I am oscillating. And there are more oscillations on other planes of experience. This is of course always true, but now it is all far more urgent. Perhaps this is the challenge, sensing yet containing the sense of urgency, the panic, really. What good would it do us to panic together? Should we? But then again, when does the containment become denial? When does a good sense of measure become delusional? This very question begins to seem urgent as I find the conversations themselves struggling to stay alive. Some patients drift into long dissociative spells. With others I am finding myself having exchanges that feel stale, almost forced. Is it me, is it you? Is all of this really happening? Is anyone saying anything of value? Emptiness. Now we de-personalize and de-realize together.

Times such as this collapse the regular, the well-regulated. The masks are off. The repressed returns. It is frightening when it happens to us as individuals, facing ourselves in the mirror or in the eyes of those around us. It is doubly, triply, “bigly” frightening when what we believe to be the social contract, when the premises of our communal living, break open, fall apart. We have all been transposed into an Agambenian state of exception. Or have we? Have we not been there all along? Should I speak with this kind of question in mind? But would it not be too harsh for us all to think and to say that some of what we have held to be true was an illusion? That the contract now swaying has always been fragile, buckling and bursting with the conflicts that underlie social life? And if so, did it not cost us dearly as citizens and as individuals, to lean on such explosive fragility as if it were solid matter? For a moment I’m relieved. These are good psychoanalytic, and political, and ethical questions. I can begin to work in the spaces they open.

Of course, this assumes that psychoanalysis, or psychotherapy as I and my colleagues conceive of it, can continue to flourish.
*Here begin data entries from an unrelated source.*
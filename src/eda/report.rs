use super::{EdaResults, STRONG_CORRELATION};
use crate::common::constants::BANNER_WIDTH;
use chrono::{DateTime, Utc};
use std::fmt;

fn fmt_opt(value: Option<f64>) -> String {
    value.map_or_else(|| "n/a".to_string(), |v| format!("{v:.2}"))
}

/// Plain-text EDA report; `Display` renders the whole document
pub struct EdaReport<'a> {
    pub source_name: &'a str,
    pub results: &'a EdaResults,
    pub generated_at: DateTime<Utc>,
}

impl EdaReport<'_> {
    fn section(f: &mut fmt::Formatter<'_>, title: &str) -> fmt::Result {
        writeln!(f)?;
        writeln!(f, "{title}")?;
        writeln!(f, "{}", "-".repeat(BANNER_WIDTH))
    }

    fn overview(&self, f: &mut fmt::Formatter<'_>) -> fmt::Result {
        let overview = &self.results.overview;
        Self::section(f, "DATASET OVERVIEW")?;
        writeln!(f, "Rows: {}", overview.rows)?;
        writeln!(f, "Columns: {}", overview.columns)?;
        writeln!(f, "Total cells: {}", overview.total_cells)?;
        let missing_pct = if overview.total_cells == 0 {
            0.0
        } else {
            overview.missing_cells as f64 * 100.0 / overview.total_cells as f64
        };
        writeln!(f, "Missing cells: {} ({missing_pct:.2}%)", overview.missing_cells)?;
        writeln!(f, "Duplicate rows: {}", overview.duplicate_rows)
    }

    fn column_profile(&self, f: &mut fmt::Formatter<'_>) -> fmt::Result {
        Self::section(f, "COLUMN PROFILE")?;
        writeln!(
            f,
            "{:<28} {:<8} {:>9} {:>9} {:>9} {:>8}",
            "column", "type", "non-null", "missing", "missing%", "unique"
        )?;
        for column in &self.results.columns {
            writeln!(
                f,
                "{:<28} {:<8} {:>9} {:>9} {:>8.2}% {:>8}",
                column.name,
                column.column_type.to_string(),
                column.non_null,
                column.missing,
                column.missing_pct,
                column.unique
            )?;
        }
        Ok(())
    }

    fn numeric_summary(&self, f: &mut fmt::Formatter<'_>) -> fmt::Result {
        Self::section(f, "NUMERIC SUMMARY")?;
        if self.results.numeric.is_empty() {
            writeln!(f, "No numeric columns.")?;
        }
        for (name, s) in &self.results.numeric {
            writeln!(f, "{name}:")?;
            writeln!(
                f,
                "  count={} mean={:.2} std={} min={:.2} 25%={:.2} 50%={:.2} 75%={:.2} max={:.2}",
                s.count,
                s.mean,
                fmt_opt(s.std_dev),
                s.min,
                s.q1,
                s.median,
                s.q3,
                s.max
            )?;
            writeln!(f, "  IQR outliers: {}", s.outliers)?;
        }
        Ok(())
    }

    fn top_values(&self, f: &mut fmt::Formatter<'_>) -> fmt::Result {
        Self::section(f, "TOP VALUES")?;
        if self.results.top_values.is_empty() {
            writeln!(f, "No text columns.")?;
        }
        for (name, top) in &self.results.top_values {
            writeln!(f, "{name}:")?;
            for (value, count) in top {
                writeln!(f, "  {value}: {count}")?;
            }
        }
        Ok(())
    }

    fn date_ranges(&self, f: &mut fmt::Formatter<'_>) -> fmt::Result {
        if self.results.date_ranges.is_empty() {
            return Ok(());
        }
        Self::section(f, "DATE RANGES")?;
        for range in &self.results.date_ranges {
            let days = (range.latest - range.earliest).num_days();
            writeln!(
                f,
                "{}: {} to {} ({days} days)",
                range.column, range.earliest, range.latest
            )?;
        }
        Ok(())
    }

    fn correlations(&self, f: &mut fmt::Formatter<'_>) -> fmt::Result {
        Self::section(f, "CORRELATIONS")?;
        if self.results.correlations.is_empty() {
            writeln!(f, "Not enough paired numeric data.")?;
        }
        for corr in &self.results.correlations {
            let marker = if corr.coefficient.abs() >= STRONG_CORRELATION {
                "  <- strong"
            } else {
                ""
            };
            writeln!(
                f,
                "{} ~ {}: r={:.3} (n={}){marker}",
                corr.left, corr.right, corr.coefficient, corr.pairs
            )?;
        }
        Ok(())
    }
}

impl fmt::Display for EdaReport<'_> {
    fn fmt(&self, f: &mut fmt::Formatter<'_>) -> fmt::Result {
        let rule = "=".repeat(BANNER_WIDTH);
        writeln!(f, "{rule}")?;
        writeln!(f, "COMPREHENSIVE EXPLORATORY DATA ANALYSIS REPORT")?;
        writeln!(f, "{rule}")?;
        writeln!(f, "Source: {}", self.source_name)?;
        writeln!(
            f,
            "Generated: {}",
            self.generated_at.format("%Y-%m-%d %H:%M:%S UTC")
        )?;

        self.overview(f)?;
        self.column_profile(f)?;
        self.numeric_summary(f)?;
        self.top_values(f)?;
        self.date_ranges(f)?;
        self.correlations(f)?;

        writeln!(f)?;
        writeln!(f, "{rule}")?;
        writeln!(f, "END OF REPORT")?;
        writeln!(f, "{rule}")
    }
}

/// Render the full plain-text report
pub fn render(source_name: &str, results: &EdaResults, generated_at: DateTime<Utc>) -> String {
    EdaReport {
        source_name,
        results,
        generated_at,
    }
    .to_string()
}
pub mod logging;
pub mod metrics;
//! Data cleaning collaborator.
//!
//! `LayoffsCleaner` takes a raw CSV through a fixed sequence of passes (see [`steps`]) and keeps
//! the result in memory until it is saved.

pub mod steps;

use crate::common::error::{Result, ToolkitError};
use crate::common::types::DataCleaner;
use crate::dataset::values::ColumnType;
use crate::dataset::Dataset;
use std::path::{Path, PathBuf};
use tracing::{debug, error, info, instrument};

/// What one cleaning run changed
#[derive(Debug, Clone, Default)]
pub struct CleaningStats {
    pub source: PathBuf,
    pub rows_before: usize,
    pub rows_after: usize,
    pub renamed_headers: Vec<(String, String)>,
    pub trimmed_cells: usize,
    pub nulls_normalized: usize,
    pub blank_rows_removed: usize,
    pub duplicates_removed: usize,
    pub coerced_cells: usize,
    pub column_types: Vec<(String, ColumnType)>,
    pub missing_per_column: Vec<(String, usize)>,
}

#[derive(Debug, Default)]
pub struct LayoffsCleaner {
    cleaned: Option<Dataset>,
    stats: Option<CleaningStats>,
}

impl LayoffsCleaner {
    pub fn new() -> Self {
        Self::default()
    }

    pub fn cleaned_data(&self) -> Option<&Dataset> {
        self.cleaned.as_ref()
    }

    pub fn stats(&self) -> Option<&CleaningStats> {
        self.stats.as_ref()
    }

    /// Run every cleaning pass over the CSV at `source`
    #[instrument(skip(self, source), fields(source = %source.display()))]
    pub fn clean(&mut self, source: &Path) -> Result<&Dataset> {
        self.cleaned = None;
        self.stats = None;

        let mut dataset = Dataset::from_csv_path(source)?;
        let mut stats = CleaningStats {
            source: source.to_path_buf(),
            rows_before: dataset.row_count(),
            ..CleaningStats::default()
        };

        stats.renamed_headers = steps::normalize_headers(&mut dataset);
        stats.trimmed_cells = steps::trim_cells(&mut dataset);
        stats.nulls_normalized = steps::normalize_nulls(&mut dataset);
        stats.blank_rows_removed = steps::drop_blank_rows(&mut dataset);
        stats.duplicates_removed = steps::drop_duplicates(&mut dataset);

        let column_types = steps::infer_types(&dataset);
        stats.coerced_cells = steps::fix_types(&mut dataset, &column_types);
        // Canonical numbers and dates can turn near-duplicates into exact ones
        stats.duplicates_removed += steps::drop_duplicates(&mut dataset);
        debug!("Inferred column types: {:?}", column_types);

        if dataset.is_empty() {
            return Err(ToolkitError::EmptyDataset(format!(
                "no rows left after cleaning {}",
                source.display()
            )));
        }

        stats.rows_after = dataset.row_count();
        stats.column_types = dataset
            .headers
            .iter()
            .cloned()
            .zip(column_types)
            .collect();
        stats.missing_per_column = dataset
            .headers
            .iter()
            .cloned()
            .zip(steps::missing_per_column(&dataset))
            .collect();

        info!(
            "Cleaned {}: {} -> {} rows ({} duplicates, {} blank rows removed)",
            source.display(),
            stats.rows_before,
            stats.rows_after,
            stats.duplicates_removed,
            stats.blank_rows_removed
        );

        self.stats = Some(stats);
        Ok(self.cleaned.insert(dataset))
    }
}

impl DataCleaner for LayoffsCleaner {
    fn clean_all(&mut self, source: &Path) -> bool {
        match self.clean(source) {
            Ok(_) => true,
            Err(e) => {
                error!("Cleaning failed for {}: {}", source.display(), e);
                false
            }
        }
    }

    fn save_cleaned_data(&self, dest: &Path) -> Result<()> {
        let dataset = self.cleaned.as_ref().ok_or_else(|| {
            ToolkitError::EmptyDataset("nothing has been cleaned yet".to_string())
        })?;
        dataset.to_csv_path(dest)?;
        info!("Saved cleaned data to {}", dest.display());
        Ok(())
    }

    fn generate_cleaning_report(&self) -> String {
        let Some(stats) = &self.stats else {
            return "No cleaning has been performed.".to_string();
        };

        let mut lines = vec![
            "=== DATA CLEANING REPORT ===".to_string(),
            format!("Source: {}", stats.source.display()),
            format!("Rows before cleaning: {}", stats.rows_before),
            format!("Rows after cleaning: {}", stats.rows_after),
            format!("Columns: {}", stats.column_types.len()),
            format!("Blank rows removed: {}", stats.blank_rows_removed),
            format!("Duplicate rows removed: {}", stats.duplicates_removed),
            format!("Cells trimmed: {}", stats.trimmed_cells),
            format!("Null markers normalized: {}", stats.nulls_normalized),
            format!("Invalid values coerced to null: {}", stats.coerced_cells),
        ];

        if !stats.renamed_headers.is_empty() {
            lines.push("Renamed columns:".to_string());
            lines.extend(
                stats
                    .renamed_headers
                    .iter()
                    .map(|(old, new)| format!("  '{old}' -> '{new}'")),
            );
        }

        lines.push("Column types:".to_string());
        lines.extend(
            stats
                .column_types
                .iter()
                .map(|(name, column_type)| format!("  {name}: {column_type}")),
        );

        let missing: Vec<String> = stats
            .missing_per_column
            .iter()
            .filter(|(_, count)| *count > 0)
            .map(|(name, count)| format!("  {name}: {count}"))
            .collect();
        if missing.is_empty() {
            lines.push("Missing values: none".to_string());
        } else {
            lines.push("Missing values:".to_string());
            lines.extend(missing);
        }
        lines.join("\n")
    }
}

#[cfg(test)]
mod tests {
    use super::*;
    use std::fs;
    use tempfile::tempdir;

    const RAW: &str = "\
Company,Location,Total Laid Off,Date,Funds Raised
Acme , Seattle,100,3/6/2023,$1200
Acme,Seattle,100,2023-03-06,1200
Globex,Austin,NULL,3/7/2023,50
,,,,
Initech,Austin,\"1,000\",3/8/2023,N/A
Globex,Austin,NULL,3/7/2023,50
";

    #[test]
    fn test_clean_all_removes_duplicates_and_fixes_types() {
        let dir = tempdir().unwrap();
        let source = dir.path().join("raw.csv");
        fs::write(&source, RAW).unwrap();
        let mut cleaner = LayoffsCleaner::new();

        assert!(cleaner.clean_all(&source));

        let data = cleaner.cleaned_data().unwrap();
        assert_eq!(
            data.headers,
            vec!["company", "location", "total_laid_off", "date", "funds_raised"]
        );
        assert_eq!(data.row_count(), 3);
        assert_eq!(data.rows[0], vec!["Acme", "Seattle", "100", "2023-03-06", "1200"]);
        assert_eq!(data.rows[1], vec!["Globex", "Austin", "", "2023-03-07", "50"]);
        assert_eq!(data.rows[2][2], "1000");

        let stats = cleaner.stats().unwrap();
        assert_eq!(stats.rows_before, 6);
        assert_eq!(stats.rows_after, 3);
        assert_eq!(stats.blank_rows_removed, 1);
        assert_eq!(stats.duplicates_removed, 2);
    }

    #[test]
    fn test_report_lists_actions() {
        let dir = tempdir().unwrap();
        let source = dir.path().join("raw.csv");
        fs::write(&source, RAW).unwrap();
        let mut cleaner = LayoffsCleaner::new();
        assert!(cleaner.clean_all(&source));

        let report = cleaner.generate_cleaning_report();

        assert!(report.contains("Rows before cleaning: 6"));
        assert!(report.contains("Rows after cleaning: 3"));
        assert!(report.contains("'Total Laid Off' -> 'total_laid_off'"));
        assert!(report.contains("total_laid_off: integer"));
        assert!(report.contains("date: date"));
    }

    #[test]
    fn test_missing_file_fails() {
        let dir = tempdir().unwrap();
        let mut cleaner = LayoffsCleaner::new();

        assert!(!cleaner.clean_all(&dir.path().join("nope.csv")));
        assert!(cleaner.cleaned_data().is_none());
        assert_eq!(cleaner.generate_cleaning_report(), "No cleaning has been performed.");
    }

    #[test]
    fn test_header_only_file_fails() {
        let dir = tempdir().unwrap();
        let source = dir.path().join("raw.csv");
        fs::write(&source, "company,country\n").unwrap();
        let mut cleaner = LayoffsCleaner::new();

        assert!(!cleaner.clean_all(&source));
    }

    #[test]
    fn test_save_without_cleaning_is_an_error() {
        let dir = tempdir().unwrap();
        let cleaner = LayoffsCleaner::new();

        assert!(cleaner.save_cleaned_data(&dir.path().join("out.csv")).is_err());
        assert!(!dir.path().join("out.csv").exists());
    }

    #[test]
    fn test_failed_run_discards_previous_state() {
        let dir = tempdir().unwrap();
        let source = dir.path().join("raw.csv");
        fs::write(&source, RAW).unwrap();
        let mut cleaner = LayoffsCleaner::new();
        assert!(cleaner.clean_all(&source));

        assert!(!cleaner.clean_all(&dir.path().join("missing.csv")));
        assert!(cleaner.cleaned_data().is_none());
    }
}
All kinds of privilege, some of them in the realm of freedoms and rights, some of them in the realm of clearly problematic economics, need to persist. We’ll be ok, or at least roughly OK as we have been recently, I say to myself, if we elected the US version of Silvio Berlusconi. Not so much so if we elected a latter day Mussolini. There have been times when in certain countries the kind of meaning exploration and critical-affective relationship that psychotherapy is was dangerous to pursue, or outright illegal. The Soviet Republic and its protectorate for much of its duration. Europe’s 20th century fascist regimes. Argentina, Brazil, Uruguay under their 70s-80s juntas. Are we heading that way? It’s hard to say. It seems that we must assume a Berlusconi rather than a Mussolini in order to continue. Still, I think we’ll continue anyway. In any case, now that the days of the poet of “blood is coming out of her everywhere” are upon us, perhaps we should watch together Bertolucci’s “the conformist.” It is still available on Netflix.